“Psychoeducational Assessment and Intervention for Ethnic Minority Children”
Edited by Scott L. Graves, Jr., and Jamilia J. Blake
American Psychological Association
Washington, D.C., 2016
Authors compare standards, offer historical perspective
Reviewed by James K. Luiselli, Ed.D., ABPP, BCBA-D
Public schools within the United States continue to embrace racial and ethnic diversity among the student population. Notably, there are guidelines for multicultural education which continue to expand and evolve with variable success and research supported effectiveness.
This book is one of several publications in the Applying Psychology in the Schools series produced by the American Psychological Association. The purpose of the series is to make visible science, practice, and policy advancements for children and youth in schools and communities.
The book begins with the premise “that ethnic minority students are not homogeneous,” and require “cultural and context-specific research and interventions.” The editors set out to integrate current theory, research, and practice among ethnic minority students by compiling 14 chapters devoted to assessment, educational practices, consultation and academic performance.
There are three organizing sections of the book, starting with an historical overview and presentation of current issues concerning assessment. The chapters in this section trace early patterns of psychological assessment of ethnic minority children and describe a theoretical model to explain achievement outcomes with Black and Latino youth.
In a separate chapter, the focus is applying standards for educational and psychological testing with minority student populations. The authors compare and contrast six versions of standards established by the American Educational Research Association and National Council on Measurement in Education, leading to several conclusions about fairness in testing and test interpretation.
Following the introductory chapters, the book covers contemporary principles and practices for intellectual, academic, social-emotional, behavioral, early childhood and neuropsychological assessment. These chapters are quite instructive, referencing specific assessment instruments and protocols, formal and informal diagnostic procedures and intervention decisions that are derived from assessment results.
In addressing school supports for ethnic minority children, the editors selected several pertinent topics: reading, social-emotional curricula, consultation-mediated intervention services and community-based health promotion. The research reported in these chapters suggests many promising strategies with potential large-scale application.
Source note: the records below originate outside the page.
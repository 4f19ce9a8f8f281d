//! Plain-text views of water points.

use std::io::{self, Write};

use chrono::{DateTime, Utc};
use waterpoint_core::browse::RECENT_REPORTS;
use waterpoint_core::{
    Location, MapLink, WaterPoint, format_distance, format_relative_date, haversine_distance,
    is_near, rating_stars, recent_reports, status_color, status_label,
};

const EMPTY_LIST_HINT: &str = "No water points found. Run `waterpoint add` to register one.";

/// One line per water point, in the order given.
pub(crate) fn write_list(
    out: &mut dyn Write,
    points: &[WaterPoint],
    user_location: Option<Location>,
) -> io::Result<()> {
    if points.is_empty() {
        return writeln!(out, "{EMPTY_LIST_HINT}");
    }
    for point in points {
        write_row(out, point, user_location)?;
    }
    Ok(())
}

fn write_row(
    out: &mut dyn Write,
    point: &WaterPoint,
    user_location: Option<Location>,
) -> io::Result<()> {
    let mut fields = vec![
        format!("{} FCFA", point.price),
        status_label(point.status).to_owned(),
    ];
    if !point.ratings.is_empty() {
        fields.push(rating_stars(point.rating));
    }
    if let Some(user) = user_location {
        let distance = format_distance(haversine_distance(point.location, user));
        if is_near(point, user) {
            fields.push(format!("{distance} (nearby)"));
        } else {
            fields.push(distance);
        }
    }
    writeln!(out, "{}  {} ({})", point.id, point.name, point.district)?;
    writeln!(out, "    {}", fields.join(" | "))
}

/// Everything the detail view shows, with the newest reports first.
pub(crate) fn write_detail(
    out: &mut dyn Write,
    point: &WaterPoint,
    now: DateTime<Utc>,
) -> io::Result<()> {
    writeln!(out, "{}", point.name)?;
    writeln!(
        out,
        "Status:      {} ({})",
        status_label(point.status),
        status_color(point.status)
    )?;
    writeln!(
        out,
        "Updated:     {}",
        format_relative_date(point.last_update, now)
    )?;
    writeln!(out, "Price (20 L): {} FCFA", point.price)?;
    writeln!(out, "District:    {}", point.district)?;
    writeln!(
        out,
        "Rating:      {} ({} ratings)",
        rating_stars(point.rating),
        point.ratings.len()
    )?;
    writeln!(
        out,
        "Location:    {}, {}",
        point.location.latitude, point.location.longitude
    )?;

    let reports = recent_reports(point, RECENT_REPORTS);
    if reports.is_empty() {
        return Ok(());
    }
    writeln!(out)?;
    writeln!(out, "Recent reports:")?;
    for report in reports.iter().rev() {
        writeln!(
            out,
            "  - [{}] {} ({})",
            report.kind,
            report.description,
            format_relative_date(report.date, now)
        )?;
    }
    Ok(())
}

pub(crate) fn write_map_link(out: &mut dyn Write, link: &MapLink) -> io::Result<()> {
    writeln!(out, "{}", link.primary)?;
    if link.fallback != link.primary {
        writeln!(out, "fallback: {}", link.fallback)?;
    }
    Ok(())
}
//! `show` and `map-link` commands: the detail screen and its map button.

use std::io::Write;

use camino::Utf8PathBuf;
use chrono::{DateTime, Utc};
use clap::Parser;
use ortho_config::{OrthoConfig, SubcmdConfigMerge};
use serde::{Deserialize, Serialize};
use waterpoint_core::{Clock, MapLink, Platform, Storage, WaterPoint, WaterPointId, WaterPointStore};

use crate::{
    ARG_DATA_DIR, CliError, ENV_MAP_LINK_ID, ENV_SHOW_ID, now, open_store, render,
    require_id, resolve_data_dir,
};

/// CLI arguments for the `show` subcommand.
#[derive(Debug, Clone, Parser, Deserialize, Serialize, OrthoConfig, Default)]
#[command(name = "show", about = "Show one water point")]
#[ortho_config(prefix = "WATERPOINT")]
pub(crate) struct ShowArgs {
    /// Identifier of the water point.
    #[arg(value_name = "id")]
    #[serde(default)]
    pub(crate) id: Option<String>,
    /// Directory holding the water point collection.
    #[arg(long = ARG_DATA_DIR, value_name = "dir")]
    #[serde(default)]
    pub(crate) data_dir: Option<Utf8PathBuf>,
}

impl ShowArgs {
    pub(crate) fn into_config(self) -> Result<ShowConfig, CliError> {
        let merged = self.load_and_merge().map_err(CliError::Configuration)?;
        ShowConfig::try_from(merged)
    }
}

/// Resolved `show` command configuration.
#[derive(Debug, Clone, PartialEq, Eq)]
pub(crate) struct ShowConfig {
    pub(crate) data_dir: Utf8PathBuf,
    pub(crate) id: WaterPointId,
}

impl TryFrom<ShowArgs> for ShowConfig {
    type Error = CliError;

    fn try_from(args: ShowArgs) -> Result<Self, Self::Error> {
        Ok(Self {
            id: require_id(args.id, ENV_SHOW_ID)?,
            data_dir: resolve_data_dir(args.data_dir)?,
        })
    }
}

/// CLI arguments for the `map-link` subcommand.
#[derive(Debug, Clone, Parser, Deserialize, Serialize, OrthoConfig, Default)]
#[command(
    name = "map-link",
    long_about = "Print the deep link that opens a water point in the \
                 platform's map application, followed by a browser link \
                 to use when no map application is installed.",
    about = "Print map links for a water point"
)]
#[ortho_config(prefix = "WATERPOINT")]
pub(crate) struct MapLinkArgs {
    /// Identifier of the water point.
    #[arg(value_name = "id")]
    #[serde(default)]
    pub(crate) id: Option<String>,
    /// Directory holding the water point collection.
    #[arg(long = ARG_DATA_DIR, value_name = "dir")]
    #[serde(default)]
    pub(crate) data_dir: Option<Utf8PathBuf>,
    /// Target platform: ios, android or web.
    #[arg(long, value_name = "platform")]
    #[serde(default)]
    pub(crate) platform: Option<Platform>,
}

impl MapLinkArgs {
    pub(crate) fn into_config(self) -> Result<MapLinkConfig, CliError> {
        let merged = self.load_and_merge().map_err(CliError::Configuration)?;
        MapLinkConfig::try_from(merged)
    }
}

/// Resolved `map-link` command configuration.
#[derive(Debug, Clone, PartialEq, Eq)]
pub(crate) struct MapLinkConfig {
    pub(crate) data_dir: Utf8PathBuf,
    pub(crate) id: WaterPointId,
    pub(crate) platform: Platform,
}

impl TryFrom<MapLinkArgs> for MapLinkConfig {
    type Error = CliError;

    fn try_from(args: MapLinkArgs) -> Result<Self, Self::Error> {
        Ok(Self {
            id: require_id(args.id, ENV_MAP_LINK_ID)?,
            data_dir: resolve_data_dir(args.data_dir)?,
            platform: args.platform.unwrap_or_default(),
        })
    }
}

pub(crate) fn run_show(args: ShowArgs, out: &mut dyn Write) -> Result<(), CliError> {
    let config = args.into_config()?;
    execute_show(&config, &open_store(&config.data_dir), now(), out)
}

pub(crate) fn execute_show<S: Storage, C: Clock>(
    config: &ShowConfig,
    store: &WaterPointStore<S, C>,
    now: DateTime<Utc>,
    out: &mut dyn Write,
) -> Result<(), CliError> {
    let point = find(store, &config.id)?;
    render::write_detail(out, &point, now)?;
    Ok(())
}

pub(crate) fn run_map_link(args: MapLinkArgs, out: &mut dyn Write) -> Result<(), CliError> {
    let config = args.into_config()?;
    execute_map_link(&config, &open_store(&config.data_dir), out)
}

pub(crate) fn execute_map_link<S: Storage, C: Clock>(
    config: &MapLinkConfig,
    store: &WaterPointStore<S, C>,
    out: &mut dyn Write,
) -> Result<(), CliError> {
    let point = find(store, &config.id)?;
    render::write_map_link(out, &MapLink::for_point(&point, config.platform))?;
    Ok(())
}

/// Look up `id`, turning a miss into [`CliError::NotFound`].
pub(crate) fn find<S: Storage, C: Clock>(
    store: &WaterPointStore<S, C>,
    id: &WaterPointId,
) -> Result<WaterPoint, CliError> {
    store
        .find_by_id(id)
        .ok_or_else(|| CliError::NotFound { id: id.clone() })
}
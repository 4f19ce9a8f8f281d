//! Serde adapter refusing non-finite floats.
//!
//! `serde_json` writes NaN and infinities as `null`, which does not load back
//! as `f64`.

use serde::Serializer;
use serde::ser::Error;

pub(crate) fn serialize<S>(value: &f64, serializer: S) -> Result<S::Ok, S::Error>
where
    S: Serializer,
{
    if !value.is_finite() {
        return Err(S::Error::custom(format!(
            "cannot persist non-finite number {value}"
        )));
    }
    serializer.serialize_f64(*value)
}
//! Test helpers for driving CLI commands against scratch data directories.

use super::*;
use tempfile::TempDir;
use waterpoint_core::{FixedClock, MemoryStorage, test_support::sample_time};

/// An empty, UTF-8 addressable scratch directory.
pub(super) struct DataDir {
    _dir: TempDir,
    path: Utf8PathBuf,
}

impl DataDir {
    pub(super) fn new() -> Self {
        let dir = TempDir::new().expect("tempdir");
        let path = Utf8PathBuf::from_path_buf(dir.path().to_path_buf()).expect("utf-8 tempdir");
        Self { _dir: dir, path }
    }

    pub(super) fn path(&self) -> &Utf8Path {
        &self.path
    }

    pub(super) fn store(&self) -> FileStore {
        open_store(&self.path)
    }
}

impl std::fmt::Debug for DataDir {
    fn fmt(&self, f: &mut std::fmt::Formatter<'_>) -> std::fmt::Result {
        f.debug_struct("DataDir").field("path", &self.path).finish()
    }
}

/// Storage and clock for command tests that do not touch the filesystem.
#[derive(Debug)]
pub(super) struct MemoryHarness {
    pub(super) storage: MemoryStorage,
    pub(super) clock: FixedClock,
}

impl MemoryHarness {
    pub(super) fn new() -> Self {
        Self {
            storage: MemoryStorage::default(),
            clock: FixedClock::new(sample_time()),
        }
    }

    pub(super) fn store(&self) -> WaterPointStore<&MemoryStorage, &FixedClock> {
        WaterPointStore::with_clock(&self.storage, &self.clock)
    }
}

/// Parse `argv` (without the program name) and dispatch it, capturing stdout.
pub(super) fn run_cli(argv: &[&str]) -> (Result<(), CliError>, String) {
    let mut buffer = Vec::new();
    let invocation = std::iter::once("waterpoint").chain(argv.iter().copied());
    let result = Cli::try_parse_from(invocation)
        .map_err(CliError::from)
        .and_then(|cli| dispatch(cli.command, &mut buffer));
    let stdout = String::from_utf8(buffer).expect("stdout utf-8");
    (result, stdout)
}

pub(super) fn output_of(buffer: Vec<u8>) -> String {
    String::from_utf8(buffer).expect("stdout utf-8")
}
The book concludes with two chapters that round out the extensive coverage of assessment and intervention. One chapter describes a multicultural training program for psychology undergraduate students and the second chapter details single-subject research methods for increasing academic performance of ethnically diverse learners.
“Psychoeducational Assessment and Intervention for Ethnic Minority Children” will be of considerable value to clinical, school and counseling psychologists. The editors provide a solid integration of practice and research that supports their emphasis on evidence-based approaches.
The book also shines by giving us an historical perspective on the development of testing and intervention methods with students of racial and ethnic diversity. This backdrop reveals many of the problems confronted by diagnosticians, psychometricians, and educators, noteworthy achievements and next steps to motivate future change and progress.
James K. Luiselli, Ed.D., ABPP, BCBA-D is a clinical psychologist in private practice and Adjunct Faculty in the School Psychology Program at William James College.